Жабенок, конечно, жабенок и есть – худая, большеротая, скуластая, с бледными глазами на бледном лице, дурнушка, особенно рядом с матерью, всей красоты и есть только, что волосы. Она слыхала это множество раз, тысячи, сотни тысяч раз, сложно было не запомнить, хотя вообще-то память у нее не слишком хорошая, дырявая, вообще-то, никудышная память.
Кое-что она хорошо помнила – лес и башню, огонь в камине и псов у огня, и мать, расчесывающую ее золотой водопад вечерами. Материнский смех – то ясный и звонкий, как пенье реки у подножия башни, то визгливый и злой, когда она в ярости гнала от себя псов, огромных поджарых псов, исполнявших любое ее желание, трусивших перед ней, как свиньи перед Цирцеей. У них были на то все основания, у этих больших, лохматых кобелей, они все еще рассчитывали когда-нибудь снова стать людьми, но мама смеялась и говорила, что пес – самый благородный облик для вонючих похотливых козлов, и тут она не могла не согласиться с мамой, потому что уж, конечно, лучше быть псом, знакомым, лохматым веселым псом, чем непонятным вонючим козлом. Но визгливых ноток в мамином смехе боялась, как и псы, убегала в лес, пряталась, спала в кучах осенней листвы. Мать отходила, спохватывалась, вспоминала о ней, посылала псов, но их и посылать не надо было, матери они боялись, а ее любили, ее вообще любило зверье, ни разу никто не укусил и не поцарапал, они прибегали за ней, звали, вели домой, и мать, бранясь, осторожно вычесывала листья и мусор из ее золотых волос, повторяя, что раз больше ничего нет, так хоть это надо беречь, а не валяться неприбранной в сырой листве.

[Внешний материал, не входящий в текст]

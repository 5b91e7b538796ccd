// src/camera.rs
//! Perspective camera with position / (x, y) rotation state.
//!
//! The camera's primary state is written by the scroll timeline (when
//! present); the pointer sway rotates the master group instead, so both
//! inputs compose without fighting over the same fields.

use glam::{EulerRot, Mat4, Vec2, Vec3};
use winit::dpi::PhysicalSize;

pub const FOV_Y_DEG: f32 = 75.0;
pub const Z_NEAR: f32 = 0.1;
pub const Z_FAR: f32 = 1000.0;

/// Rest pose: pulled back above the disk, pitched down at it.
pub const HOME_POSITION: Vec3 = Vec3::new(0.0, 4.0, 10.0);
pub const HOME_ROTATION: Vec2 = Vec2::new(-0.3, 0.0);

#[derive(Debug, Clone)]
pub struct Camera {
    pub position: Vec3,
    /// Euler rotation: x pitch, y yaw (radians).
    pub rotation: Vec2,

    aspect: f32,
    proj: Mat4,
}

impl Camera {
    pub fn new(size: PhysicalSize<u32>) -> Self {
        let mut camera = Self {
            position: HOME_POSITION,
            rotation: HOME_ROTATION,
            aspect: 1.0,
            proj: Mat4::IDENTITY,
        };
        camera.resize(size);
        camera
    }

    /// Rebuilds the projection for a new viewport. Idempotent for identical
    /// sizes.
    pub fn resize(&mut self, size: PhysicalSize<u32>) {
        if size.width > 0 && size.height > 0 {
            self.aspect = size.width as f32 / size.height as f32;
            // wgpu clip space: depth in [0, 1], so perspective_rh (not _gl).
            self.proj = Mat4::perspective_rh(FOV_Y_DEG.to_radians(), self.aspect, Z_NEAR, Z_FAR);
        }
    }

    #[inline]
    pub fn aspect(&self) -> f32 {
        self.aspect
    }

    /// Combined view-projection matrix.
    pub fn view_proj(&self) -> Mat4 {
        self.proj * self.view()
    }

    /// View matrix: inverse of the camera's world transform.
    fn view(&self) -> Mat4 {
        let world = Mat4::from_translation(self.position)
            * Mat4::from_euler(EulerRot::XYZ, self.rotation.x, self.rotation.y, 0.0);
        world.inverse()
    }
}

А вот войны людские, сколько их ни было вокруг – не помнила вовсе, запомнила только последнюю, потому что с нею в лес впервые пришла зима. Мать все меньше смеялась и все больше визжала, люди теснили лес все настырнее, все выше поднимались по реке, мать уже не превращала их в псов, а просто убивала, и лес стал неприятный, хотя на диво разросся на могилах, нехороший стал лес, тихий, темный и пустой, и скоро мамин Зверь не выдержал и ушел, он и так-то появлялся очень редко, он не любил собак. И когда в лесу впервые настала зима, она поняла, что Зверь ушел навсегда. Если только его не убили люди – люди всегда охотились на таких, как он, в башне висела даже пара гобеленов с изображением такой охоты, хотя мама и говорила, что это – чушь, бубенцы эти, флейты, непорочные девы и золотые уздечки, должно что-то случится с лесом, чтобы Зверь вышел оттуда, а тогда уж лови его, если сможешь.